Berkshire Medical College (originally the Berkshire Medical Institution, and sometimes referred to as Berkshire Medical College) was a medical school in Pittsfield, Massachusetts. It is notable for establishing the first professorship in mental diseases at any medical school in the United States, and for granting the first medical degree ever issued to an African American.

It originated in 1823 as the Medical Department of Williams College, graduated 1138 people, and was disbanded in 1867.

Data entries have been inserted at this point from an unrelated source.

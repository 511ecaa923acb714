use sqlx::postgres::{PgPoolOptions, PgRow};
use sqlx::{PgPool, Row};
use std::time::Duration;
use thiserror::Error;
use crate::config::DatabaseSettings;
use crate::models::{parse_coordinate, Channel, GeoCode, StatusCount};
use super::store::{ChannelStore, GeocodeStore, StoreError};

/// Errors that can occur when interacting with PostgreSQL
#[derive(Debug, Error)]
pub enum PostgresError {
    #[error("SQLx error: {0}")]
    SqlxError(#[from] sqlx::Error),

    #[error("Migration error: {0}")]
    MigrateError(#[from] sqlx::migrate::MigrateError),
}

const CHANNEL_COLUMNS: &str = r#"
    id, name, slug, city_name, state_name, population, status, custom_domain,
    latitude, longitude
"#;

/// PostgreSQL client for the geocode table and the channel directory
pub struct PostgresClient {
    pool: PgPool,
}

impl PostgresClient {
    /// Create a new PostgreSQL client from a connection string
    pub async fn new(
        database_url: &str,
        max_connections: u32,
        min_connections: u32,
        acquire_timeout: Duration,
        idle_timeout: Duration,
    ) -> Result<Self, PostgresError> {
        let pool = PgPoolOptions::new()
            .max_connections(max_connections)
            .min_connections(min_connections)
            .acquire_timeout(acquire_timeout)
            .idle_timeout(idle_timeout)
            .test_before_acquire(true)
            .connect(database_url)
            .await?;

        Ok(Self { pool })
    }

    /// Create a new PostgreSQL client from settings, running migrations if enabled
    pub async fn from_settings(settings: &DatabaseSettings) -> Result<Self, PostgresError> {
        tracing::info!(
            "Connecting to PostgreSQL (max {} connections)",
            settings.max_connections.unwrap_or(10)
        );

        let client = Self::new(
            &settings.url,
            settings.max_connections.unwrap_or(10),
            settings.min_connections.unwrap_or(1),
            Duration::from_secs(settings.acquire_timeout_secs.unwrap_or(5)),
            Duration::from_secs(settings.idle_timeout_secs.unwrap_or(600)),
        )
        .await?;

        if settings.run_migrations {
            client.migrate().await?;
        }

        Ok(client)
    }

    /// Apply pending migrations from ./migrations
    pub async fn migrate(&self) -> Result<(), PostgresError> {
        sqlx::migrate!("./migrations").run(&self.pool).await?;
        tracing::info!("Database migrations applied");
        Ok(())
    }

    /// Geocode row with exactly this postal code
    pub async fn find_geocode(&self, postal_code: &str) -> Result<Option<GeoCode>, PostgresError> {
        let query = r#"
            SELECT postal_code, latitude, longitude, place_name, region_name
            FROM geocodes
            WHERE postal_code = $1
        "#;

        let row = sqlx::query(query)
            .bind(postal_code)
            .fetch_optional(&self.pool)
            .await?;

        row.map(|r| geocode_from_row(&r)).transpose().map_err(Into::into)
    }

    /// First geocode row (by code) whose postal code starts with `prefix`
    pub async fn find_geocode_by_prefix(&self, prefix: &str) -> Result<Option<GeoCode>, PostgresError> {
        let query = r#"
            SELECT postal_code, latitude, longitude, place_name, region_name
            FROM geocodes
            WHERE postal_code LIKE $1
            ORDER BY postal_code
            LIMIT 1
        "#;

        let row = sqlx::query(query)
            .bind(format!("{}%", escape_like(prefix)))
            .fetch_optional(&self.pool)
            .await?;

        row.map(|r| geocode_from_row(&r)).transpose().map_err(Into::into)
    }

    /// Channels with both coordinate columns filled in
    ///
    /// Coordinates are stored as text; numeric validity is checked when the
    /// rows are turned into [`Channel`]s.
    pub async fn located_channels(&self) -> Result<Vec<Channel>, PostgresError> {
        let query = format!(
            r#"
            SELECT {CHANNEL_COLUMNS}
            FROM channels
            WHERE NULLIF(TRIM(latitude), '') IS NOT NULL
              AND NULLIF(TRIM(longitude), '') IS NOT NULL
            "#
        );

        let rows = sqlx::query(&query).fetch_all(&self.pool).await?;
        let channels = rows.iter().map(channel_from_row).collect::<Result<Vec<_>, _>>()?;

        tracing::debug!("Loaded {} located channels", channels.len());

        Ok(channels)
    }

    /// Case-insensitive substring search over name, city and state
    pub async fn search_channels(&self, term: &str) -> Result<Vec<Channel>, PostgresError> {
        let query = format!(
            r#"
            SELECT {CHANNEL_COLUMNS}
            FROM channels
            WHERE name ILIKE $1
               OR city_name ILIKE $1
               OR state_name ILIKE $1
            ORDER BY LOWER(name)
            "#
        );

        let rows = sqlx::query(&query)
            .bind(format!("%{}%", escape_like(term.trim())))
            .fetch_all(&self.pool)
            .await?;

        rows.iter().map(channel_from_row).collect::<Result<Vec<_>, _>>().map_err(Into::into)
    }

    /// Every channel ordered by name
    pub async fn all_channels(&self) -> Result<Vec<Channel>, PostgresError> {
        let query = format!("SELECT {CHANNEL_COLUMNS} FROM channels ORDER BY LOWER(name)");

        let rows = sqlx::query(&query).fetch_all(&self.pool).await?;

        rows.iter().map(channel_from_row).collect::<Result<Vec<_>, _>>().map_err(Into::into)
    }

    /// Channel counts per status; blank statuses count as "unknown"
    pub async fn status_counts(&self) -> Result<Vec<StatusCount>, PostgresError> {
        let query = r#"
            SELECT COALESCE(NULLIF(TRIM(status), ''), 'unknown') AS status,
                   COUNT(*) AS count
            FROM channels
            GROUP BY 1
            ORDER BY 1
        "#;

        let rows = sqlx::query(query).fetch_all(&self.pool).await?;

        rows.iter()
            .map(|row| {
                Ok(StatusCount {
                    status: row.try_get("status")?,
                    count: row.try_get("count")?,
                })
            })
            .collect::<Result<Vec<_>, sqlx::Error>>()
            .map_err(Into::into)
    }

    /// Health check for the database connection
    pub async fn health_check(&self) -> Result<bool, PostgresError> {
        sqlx::query("SELECT 1")
            .fetch_one(&self.pool)
            .await
            .map(|_| true)
            .map_err(Into::into)
    }
}

impl GeocodeStore for PostgresClient {
    async fn find_exact(&self, postal_code: &str) -> Result<Option<GeoCode>, StoreError> {
        Ok(self.find_geocode(postal_code).await?)
    }

    async fn find_by_prefix(&self, prefix: &str) -> Result<Option<GeoCode>, StoreError> {
        Ok(self.find_geocode_by_prefix(prefix).await?)
    }
}

impl ChannelStore for PostgresClient {
    async fn located_channels(&self) -> Result<Vec<Channel>, StoreError> {
        Ok(PostgresClient::located_channels(self).await?)
    }

    async fn search_channels(&self, term: &str) -> Result<Vec<Channel>, StoreError> {
        Ok(PostgresClient::search_channels(self, term).await?)
    }

    async fn all_channels(&self) -> Result<Vec<Channel>, StoreError> {
        Ok(PostgresClient::all_channels(self).await?)
    }

    async fn status_counts(&self) -> Result<Vec<StatusCount>, StoreError> {
        Ok(PostgresClient::status_counts(self).await?)
    }

    async fn ping(&self) -> bool {
        match self.health_check().await {
            Ok(healthy) => healthy,
            Err(e) => {
                tracing::warn!("PostgreSQL health check failed: {}", e);
                false
            }
        }
    }
}

fn geocode_from_row(row: &PgRow) -> Result<GeoCode, sqlx::Error> {
    Ok(GeoCode {
        postal_code: row.try_get("postal_code")?,
        latitude: row.try_get("latitude")?,
        longitude: row.try_get("longitude")?,
        place_name: row.try_get("place_name")?,
        region_name: row.try_get("region_name")?,
    })
}

fn channel_from_row(row: &PgRow) -> Result<Channel, sqlx::Error> {
    let latitude: Option<String> = row.try_get("latitude")?;
    let longitude: Option<String> = row.try_get("longitude")?;

    Ok(Channel {
        id: row.try_get("id")?,
        name: row.try_get("name")?,
        slug: row.try_get("slug")?,
        city_name: row.try_get("city_name")?,
        state_name: row.try_get("state_name")?,
        population: row.try_get("population")?,
        status: row.try_get("status")?,
        custom_domain: row.try_get("custom_domain")?,
        latitude: latitude.as_deref().and_then(parse_coordinate),
        longitude: longitude.as_deref().and_then(parse_coordinate),
    })
}

/// Escape LIKE wildcards so user input matches literally
fn escape_like(raw: &str) -> String {
    let mut escaped = String::with_capacity(raw.len());
    for ch in raw.chars() {
        if matches!(ch, '\\' | '%' | '_') {
            escaped.push('\\');
        }
        escaped.push(ch);
    }
    escaped
}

Notable alumni and faculty 
Elisha Bartlett physician, professor and poet who served in the Massachusetts House of Representatives and as the first mayor of Lowell, Massachusetts
Paul A. Chadbourne, President of University of Wisconsin, Williams College and the Massachusetts Agricultural College (later University of Massachusetts) 
Henry H. Childs, Lieutenant Governor of Massachusetts and President of BMC
Mason C. Darling, Congressman
Pliny Earle (physician), professor of materia medica and psychology at BMC (the first professorship in mental diseases ever established by a medical college in the United States)
Harvey Willson Harkness, mycologist and natural historian
Josiah Gilbert Holland, novelist, poet and newspaperman
Mark Hopkins (educator)
Erasmus Darwin Hudson, abolitionist and orthopedic surgeon
Willard Parker (surgeon), professor of surgery
Charles L. Robinson, physician, abolitionist, newspaperman, California legislator, Kansas Free Stater and first Governor of Kansas
Joseph Pomeroy Root, abolitionist, Kansas Free Stater and statesman
James Skivring Smith, first African American to receive a medical degree and later President of Liberia
George Vasey (botanist), United States Department of Agriculture Chief Botanist and curator of the National Herbarium

References

External links 
Goodhue, Josiah. An inaugural address, delivered before "The Berkshire Medical Institution," at the first annual commencement, December 25, 1823 Pittsfield: Printed by Phineas Allen, 1823?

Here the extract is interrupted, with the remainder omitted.